Pasca terbitnya Perpres No.23/2015, bukan berarti sudah berjalan mulus. Sejak terbit Perpres tersebut hingga sekarang, Kementerian Agaria belum membuat Tim Percepatan Pengalihan Kewenangan Pertanahan di Aceh.
Padahal, berbagai upaya termasuk menyurati departemen terkait di Jakarta sudah dilakukan Pemerintah Aceh. Hasilnya tetap nihil.
Dekan Fak Hukum Unimal, Lhokseumawe, Prof Jamaluddin menyatakan, masalah tanah sangat urgent karena menyangkut hajat hidup rakyat. Sebab itu, dia sarankan jangan berhenti berjuang sebelum tuntas semuanya.

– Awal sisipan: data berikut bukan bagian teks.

use std::sync::atomic::{AtomicU64, Ordering};

use log::info;
use parking_lot::Mutex;

use crate::{
    btree::FlushStats,
    environment::EnvironmentImpl,
    tx_log::{LogEntry, Lsn},
    types::SmallResult,
};

#[derive(Debug, Clone, PartialEq, Eq)]
pub struct CheckpointInfo {
    pub checkpoint_id: u64,
    pub start_lsn: Lsn,
    pub end_lsn: Lsn,
    pub root_lsn: Lsn,
    pub n_active_txns: usize,

    /// Databases whose root moved, each got a new MapLN.
    pub n_map_lns: usize,
    pub flush: FlushStats,
}

/// Writes checkpoints, one at a time.
pub struct Checkpointer {
    running: Mutex<()>,
    next_checkpoint_id: AtomicU64,
    n_checkpoints: AtomicU64,
}

impl Checkpointer {
    pub fn new() -> Self {
        Self {
            running: Mutex::new(()),
            next_checkpoint_id: AtomicU64::new(1),
            n_checkpoints: AtomicU64::new(0),
        }
    }

    /// Checkpoint ids keep growing across recovery.
    pub fn bump_checkpoint_id(&self, at_least: u64) {
        self.next_checkpoint_id.fetch_max(at_least, Ordering::SeqCst);
    }

    pub fn n_checkpoints(&self) -> u64 {
        self.n_checkpoints.load(Ordering::Relaxed)
    }

    /// Make every node dirtied before the checkpoint start durable, so
    /// recovery can begin its redo scan at the start (or at the first
    /// entry of the oldest transaction active at the start).
    pub fn checkpoint(&self, env: &EnvironmentImpl) -> SmallResult<CheckpointInfo> {
        let _running = self.running.lock();
        env.state.check()?;

        let checkpoint_id = self.next_checkpoint_id.fetch_add(1, Ordering::SeqCst);

        // step 1: the start marker, with the active transactions as of
        // the moment it is appended
        let (start_lsn, active) = env.txn_manager.log_checkpoint_start(&env.log, checkpoint_id)?;
        info!(
            "checkpoint {} started at {}, {} active txns",
            checkpoint_id,
            start_lsn,
            active.len()
        );

        // step 2: flush the trees, bottom up
        let mut flush = FlushStats::default();
        let mut n_map_lns = 0;
        let databases = env.catalog.read().databases();
        for db in databases {
            if db.checkpoint(&mut flush)?.is_some() {
                n_map_lns += 1;
            }
        }

        // step 3: the naming tree root, no database may be created or
        // removed while it is written
        let root_lsn = {
            let catalog = env.catalog.read();
            let map_lns = catalog
                .databases()
                .iter()
                .map(|db| (db.id(), db.map_ln_lsn()))
                .collect();
            env.log.log(&LogEntry::Root { map_lns })?
        };

        // step 4: the end marker, flushed
        let end = LogEntry::CheckpointEnd {
            checkpoint_id,
            start_lsn,
            root_lsn,
            next_node_id: env.tree_ctx.next_node_id(),
            next_db_id: env.next_db_id.load(Ordering::SeqCst),
            next_txn_id: env.txn_manager.next_txn_id(),
        };
        let end_lsn = env.log.log_and_flush(&end)?;
        self.n_checkpoints.fetch_add(1, Ordering::Relaxed);

        info!(
            "checkpoint {} ended at {}: {} full BINs, {} BIN deltas, {} INs, {} MapLNs",
            checkpoint_id, end_lsn, flush.n_full_bins, flush.n_delta_bins, flush.n_ins, n_map_lns
        );

        Ok(CheckpointInfo {
            checkpoint_id,
            start_lsn,
            end_lsn,
            root_lsn,
            n_active_txns: active.len(),
            n_map_lns,
            flush,
        })
    }
}

impl Default for Checkpointer {
    fn default() -> Self {
        Self::new()
    }
}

“Jangan kendor. Kita harus berkerja dan berjuang lebih keras lagi,” tukas Prof Jamaluddin.
Dia juga menyinggung lahirnya UUPA untuk menyelesaikan konflik Aceh. Konflik muncul akibat ketidak adilan terkait masalah ekonomi. Pasal 33 UUD’45 antara lain menyinggung soal tanah air digunakan untuk kemakmuran rakyat.

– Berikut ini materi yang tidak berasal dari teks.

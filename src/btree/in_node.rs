use super::node::NodeRef;
use crate::{
    tx_log::{InEntryImage, InImage, Lsn},
    types::{DbId, NodeId},
};

/// A child of an internal node, either resident or only known by the
/// LSN of its last image.
pub struct ChildRef {
    pub key: u64,
    pub lsn: Lsn,
    pub node: Option<NodeRef>,
}

impl ChildRef {
    pub fn resident(key: u64, lsn: Lsn, node: NodeRef) -> Self {
        Self {
            key,
            lsn,
            node: Some(node),
        }
    }
}

/// Internal node. `entries[i]` covers keys from `entries[i].key` up to
/// the next entry's key, the first entry also covers everything below.
pub struct InNode {
    pub level: u16,
    pub entries: Vec<ChildRef>,
}

impl InNode {
    pub fn new(level: u16, entries: Vec<ChildRef>) -> Self {
        Self { level, entries }
    }

    pub fn from_image(image: &InImage) -> Self {
        Self {
            level: image.level,
            entries: image
                .entries
                .iter()
                .map(|e| ChildRef {
                    key: e.key,
                    lsn: e.lsn,
                    node: None,
                })
                .collect(),
        }
    }

    pub fn image(&self, node_id: NodeId, db_id: DbId) -> InImage {
        InImage {
            node_id,
            db_id,
            level: self.level,
            entries: self
                .entries
                .iter()
                .map(|e| InEntryImage {
                    key: e.key,
                    lsn: e.lsn,
                })
                .collect(),
        }
    }

    /// Index of the child whose range holds `key`.
    pub fn find_child(&self, key: u64) -> usize {
        match self.entries.binary_search_by_key(&key, |e| e.key) {
            Ok(i) => i,
            Err(0) => 0,
            Err(i) => i - 1,
        }
    }

    pub fn len(&self) -> usize {
        self.entries.len()
    }

    pub fn is_empty(&self) -> bool {
        self.entries.is_empty()
    }

    /// Move the upper half of the entries into a new node. Returns the
    /// first key of the new node.
    pub fn split(&mut self) -> (u64, InNode) {
        let mid = self.entries.len() / 2;
        let upper = self.entries.split_off(mid);
        let split_key = upper[0].key;
        (split_key, InNode::new(self.level, upper))
    }
}
use small_je::{
    tx_log::{LogEntry, LogEntryHeader, LogEntryType, LogReader, Lsn},
    Environment,
};

/// Every entry of the log, oldest first.
pub fn log_entries(env: &Environment) -> Vec<(Lsn, LogEntryHeader, LogEntry)> {
    let log = env.log_manager();
    LogReader::new(log, log.first_lsn())
        .map(|item| item.unwrap())
        .collect()
}

pub fn count_entries(env: &Environment, entry_type: LogEntryType) -> usize {
    log_entries(env)
        .iter()
        .filter(|(_, header, _)| header.entry_type == entry_type)
        .count()
}

pub fn print_features() {
    if cfg!(feature = "read_uncommitted") {
        log::debug!("isolation feature: read_uncommitted");
    } else if cfg!(feature = "repeatable_read") || cfg!(feature = "serializable") {
        log::debug!("isolation feature: repeatable_read");
    } else {
        log::debug!("isolation feature: read_committed");
    }
}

Karena itu, harus ada politikal will dari pemerintah pusat, untuk melancarkan proses pengalihan kewenangan masalah pertanahan di Aceh.
Dia sepakat lobi dan strategi untuk memuluskan pengalihan kewenangan pertanahan terus dibangun. Sembari menyelesaikan PR dari dalam, antara lain, sembilan kantor pertanahan di kabupaten/kota yang belum ada segera dibentuk, sebab qanunnya sudah ada.
Peserta FGD dari berbagai unsur antara lain, wartawan, LSM dan Perwakilan Pertanahan kabupaten/kota di Aceh, menawarkan solusi. Antara lain merubah strategi campaign, diplomasi dan lobi yang intens kepada pejabat terkait hingga level menteri.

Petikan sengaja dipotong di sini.